The Council’s President, therefore, pushed on the one hand by economists and on the other by health professionals, has decided to take a decision that is at least original, but dictated by the awareness that not all Italian regions have the same characteristics of spread of contagion and above all of the ability to cope with the health emergency with adequate structures. The idea was to divide Italy into 4 risk zones: green: no danger; yellow: non-serious danger; orange: intermediate contagion level; red: highly dangerous situation. No region has been included in the green zone while most have ended up in the "yellow" situation but with particular attention to some that have a complex evolution of the situation.

Two regions have been colored orange: Puglia and Sicily. Those with the most difficult situation, Piedmont, Valle D'Aosta, Lombardy and Calabria, ended up in the hell of the red zone. The difference in measures taken for the various coloured bands is considerable, but some have been imposed on all regions without distinction. The most important are the curfew from 10 pm to 5 am, the closure of bars and restaurants at 6 pm and remote teaching for high schools. For orange areas, among other things, the ban on crossing regional borders and the closure of bars and restaurants are imposed. The red zones, on the other hand, are in a lockdown situation only slightly more tenuous than the one that forced Italy to "stop" in the spring.

The provisions issued by the DPCM may be subject to restrictive review at any time but, after 15 days of their enactment and after examination of the results obtained, it will also be possible to move into less rigid bands for those regions that will have a markedly improved epidemiological situation. Yesterday, the Ministry of Health issued a new ordinance, resulting from the worsening situation in some "yellow" areas: Abruzzo, Umbria, Basilicata, Liguria and Tuscany pass in the "orange" zone. Particular attention for Campania, where a strong institutional clash between the Region, mayors and central government, is causing widespread misgivings, especially in view of the explosive health situation of campanian hospitals.

Taking into account the risk factors and especially the existing medical facilities, the region, according to many, should be immediately included in the red zone but the protests of the population and especially of the workers, will not make this decision easy. It is news today that Tuscany and Campania have passed to the red zone! The government is trying, using all possible aid from Europe, to meet the needs of those in economic crisis due to the pandemic: grants, blocking redundancies, suspension of taxes, redundancy fund, are just some of them.
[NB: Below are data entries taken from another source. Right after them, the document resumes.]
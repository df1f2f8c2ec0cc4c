//! Built-in dispatching rules.
//!
//! All rules return lower scores for jobs that should run first.

use super::{DispatchingRule, RuleScore};
use crate::models::Job;

/// First In First Out.
///
/// Dispatches jobs in admission order. With every job arriving at t=0 the
/// admission sequence is the only arrival signal.
#[derive(Debug, Clone, Copy)]
pub struct Fifo;

impl DispatchingRule for Fifo {
    fn name(&self) -> &'static str {
        "FIFO"
    }

    fn evaluate(&self, job: &Job) -> RuleScore {
        job.arrival_seq as f64
    }

    fn description(&self) -> &'static str {
        "First In First Out"
    }
}

/// Shortest Processing Time.
///
/// Prioritizes jobs with the smaller original burst.
/// Minimizes average waiting time on a single CPU.
///
/// The score is exact for bursts up to 2^53, which covers every burst
/// within [`BURST_TIME_LIMIT`](crate::config::BURST_TIME_LIMIT).
///
/// # Reference
/// Smith (1956), optimal for minimizing mean flow time on single machine.
#[derive(Debug, Clone, Copy)]
pub struct Spt;

impl DispatchingRule for Spt {
    fn name(&self) -> &'static str {
        "SPT"
    }

    fn evaluate(&self, job: &Job) -> RuleScore {
        job.original_burst as f64
    }

    fn description(&self) -> &'static str {
        "Shortest Processing Time"
    }
}
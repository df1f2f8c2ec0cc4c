//! Scheduling policy identifiers.

use serde::{Deserialize, Serialize};

use crate::models::Ticks;

/// A scheduling policy evaluated by the simulation.
#[derive(Debug, Clone, Copy, PartialEq, Eq, Hash, Serialize, Deserialize)]
pub enum Policy {
    /// First-Come-First-Served, non-preemptive.
    Fcfs,
    /// Shortest-Job-First, non-preemptive.
    Sjf,
    /// Preemptive Round-Robin with a fixed quantum.
    RoundRobin { quantum: Ticks },
}

impl Policy {
    /// Policy lineup in the fixed comparison order: FCFS, SJF, then one
    /// Round-Robin per quantum in the given order.
    pub fn lineup(quanta: &[Ticks]) -> Vec<Policy> {
        let mut policies = vec![Policy::Fcfs, Policy::Sjf];
        policies.extend(quanta.iter().map(|&quantum| Policy::RoundRobin { quantum }));
        policies
    }

    pub fn is_preemptive(&self) -> bool {
        matches!(self, Policy::RoundRobin { .. })
    }
}

impl std::fmt::Display for Policy {
    fn fmt(&self, f: &mut std::fmt::Formatter<'_>) -> std::fmt::Result {
        match self {
            Policy::Fcfs => write!(f, "FCFS"),
            Policy::Sjf => write!(f, "SJF"),
            Policy::RoundRobin { quantum } => write!(f, "RR{quantum}"),
        }
    }
}
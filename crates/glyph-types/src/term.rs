//! The tagged variant of type shapes that participate in unification.

use fixedbitset::FixedBitSet;
use glyph_common::SourceLocation;
use indexmap::IndexMap;
use smallvec::SmallVec;

use crate::ids::{TypeTermId, TypeVarId};
use crate::static_eval::ExprHandle;

/// Inline capacity for `Class`/`Function` argument lists; see
/// `glyph_common::limits::TYPE_ARGS_INLINE`.
pub(crate) const TYPE_ARGS_INLINE: usize = glyph_common::limits::TYPE_ARGS_INLINE;

/// A nominal class's or function's explicit generic parameter.
///
/// `id` is the parameter's own declared identity, independent of
/// whatever `TypeTermId` (wrapping a `Var`) `term` currently points at —
/// see `crate::generalize::instantiate`'s cache, which is keyed by this
/// field rather than by the link id reachable through `term`. `term` is
/// `None` for a generic slot that has been declared but not yet bound to
/// a concrete Link, mirroring the `t.type ? … : nullptr` guard the
/// original unifier applies throughout.
#[derive(Clone, Debug)]
pub struct ExplicitGeneric {
    pub term: Option<TypeTermId>,
    pub id: u32,
}

impl ExplicitGeneric {
    pub fn new(term: TypeTermId, id: u32) -> Self {
        ExplicitGeneric {
            term: Some(term),
            id,
        }
    }
}

/// Ordered, name-addressable list of explicit generics.
///
/// `indexmap` keeps insertion order (so positional pairwise unification
/// between two classes' explicits is just "zip the two maps' values")
/// while still making name lookups and printing cheap.
pub type Explicits = IndexMap<String, ExplicitGeneric>;

/// A nominal composite: a record (structural identity) or a plain
/// nominal class (name + fields identity).
#[derive(Clone, Debug)]
pub struct ClassData {
    pub name: String,
    pub is_record: bool,
    pub args: SmallVec<[TypeTermId; TYPE_ARGS_INLINE]>,
    pub explicits: Explicits,
    pub parent: Option<TypeTermId>,
    pub location: SourceLocation,
}

/// A function type: like `Class` but distinguishes a self/return
/// position (`args[0]` by convention) and carries a backing `func_class`
/// used purely as a stable source of per-parameter generic ids (see
/// [`crate::unify::class_view`]).
#[derive(Clone, Debug)]
pub struct FunctionData {
    pub name: String,
    pub func_class: TypeTermId,
    pub args: SmallVec<[TypeTermId; TYPE_ARGS_INLINE]>,
    pub explicits: Explicits,
    pub parent: Option<TypeTermId>,
    pub ignore_parent_generics: bool,
    pub location: SourceLocation,
}

/// A compile-time-integer type: an expression over a set of named,
/// explicitly bound generics, realized by handing both to the external
/// [`crate::static_eval::StaticEvaluator`].
#[derive(Clone, Debug)]
pub struct StaticData {
    pub explicits: Explicits,
    pub expr: ExprHandle,
    pub location: SourceLocation,
}

/// Sentinel id used for a `Partial`'s sole explicit generic (the wrapped
/// function class), matching the original's `Generic("T", c, -1)`.
pub const PARTIAL_WRAPPED_ID: u32 = u32::MAX;

/// A partially-applied function: a `Class` specialization whose name is
/// deterministically `partial.<bitstring>` and whose single explicit
/// generic is the wrapped function's `Class`.
#[derive(Clone, Debug)]
pub struct PartialData {
    pub wrapped: TypeTermId,
    pub known_types: FixedBitSet,
    pub location: SourceLocation,
}

impl PartialData {
    /// `partial.<bitstring>`, one character per formal parameter (`1` if
    /// already supplied), matching the original's `v2b` helper.
    pub fn name(&self) -> String {
        format!("partial.{}", bitset_to_bitstring(&self.known_types))
    }
}

/// Render a `FixedBitSet` as a dense `0`/`1` string, one character per
/// bit in index order (the original's `v2b`).
pub fn bitset_to_bitstring(bits: &FixedBitSet) -> String {
    let mut s = String::with_capacity(bits.len());
    for i in 0..bits.len() {
        s.push(if bits[i] { '1' } else { '0' });
    }
    s
}

/// The tagged variant of type shapes. Every `TypeTerm` is exactly one of
/// these five; `Var` is the union-find cell, the rest are composites.
#[derive(Clone, Debug)]
pub enum TypeTermKind {
    /// Indirection into the `LinkTable`: `Unbound`, `Generic`, or `Link`.
    Var(TypeVarId),
    Class(ClassData),
    Function(FunctionData),
    Static(StaticData),
    Partial(PartialData),
}

impl TypeTermKind {
    pub fn as_class(&self) -> Option<&ClassData> {
        match self {
            TypeTermKind::Class(c) => Some(c),
            _ => None,
        }
    }

    pub fn as_function(&self) -> Option<&FunctionData> {
        match self {
            TypeTermKind::Function(f) => Some(f),
            _ => None,
        }
    }

    pub fn as_static(&self) -> Option<&StaticData> {
        match self {
            TypeTermKind::Static(s) => Some(s),
            _ => None,
        }
    }

    pub fn as_partial(&self) -> Option<&PartialData> {
        match self {
            TypeTermKind::Partial(p) => Some(p),
            _ => None,
        }
    }

    pub fn as_var(&self) -> Option<TypeVarId> {
        match self {
            TypeTermKind::Var(v) => Some(*v),
            _ => None,
        }
    }
}

/// Strip the trailing `.N` suffix the source attaches to disambiguate
/// multiply-declared nominal types, matching the original's `chop`.
pub fn chop(name: &str) -> &str {
    match name.rfind('.') {
        Some(dot) if name[dot + 1..].bytes().all(|b| b.is_ascii_digit()) && dot + 1 < name.len() => {
            &name[..dot]
        }
        _ => name,
    }
}

/// True if `name` (after chopping) names a tuple (an anonymous record).
pub fn is_tuple(name: &str) -> bool {
    chop(name).starts_with("tuple.")
}

/// True if `name` (after chopping) names a plain function class.
pub fn is_func(name: &str) -> bool {
    chop(name).starts_with("function.")
}

/// True if `name` (after chopping) names anything callable: a function
/// or a partial application of one.
pub fn is_callable(name: &str) -> bool {
    is_func(name) || chop(name).starts_with("partial.")
}

#[cfg(test)]
mod tests {
    use super::*;

    #[test]
    fn chop_strips_trailing_numeric_suffix() {
        assert_eq!(chop("Foo.3"), "Foo");
        assert_eq!(chop("Foo"), "Foo");
        assert_eq!(chop("Foo.bar"), "Foo.bar");
        assert_eq!(chop("tuple.2"), "tuple");
    }

    #[test]
    fn name_predicates() {
        // Raw names carry an arity segment plus a trailing disambiguator
        // (`tuple.<arity>.<n>`); `chop` only strips the disambiguator.
        assert!(is_tuple("tuple.2.0"));
        assert!(!is_tuple("List.0"));
        assert!(is_func("function.1.0"));
        assert!(is_callable("function.1.0"));
        assert!(is_callable("partial.101"));
        assert!(!is_callable("List.0"));
    }

    #[test]
    fn bitstring_matches_bit_order() {
        let mut bits = FixedBitSet::with_capacity(3);
        bits.set(0, true);
        bits.set(2, true);
        assert_eq!(bitset_to_bitstring(&bits), "101");
    }
}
By continuing to monitor the situation of the epidemic on a daily basis and to make the appropriate changes to the restrictions imposed, the government is trying to bring the situation to normalization and decreased risks in order to allow the population a Christmas if not "normal" at least a little less harsh than might be feared. All this, of course, waiting for the vaccine to arrive. But do people welcome these restrictions? How do 'deniers' present themselves with rules contrary to their absurd ideas? And above all: will the State, with the police, be able to enforce the rules by all? In the next few days we will be examining some regions of the three bands to see how the situation will develop.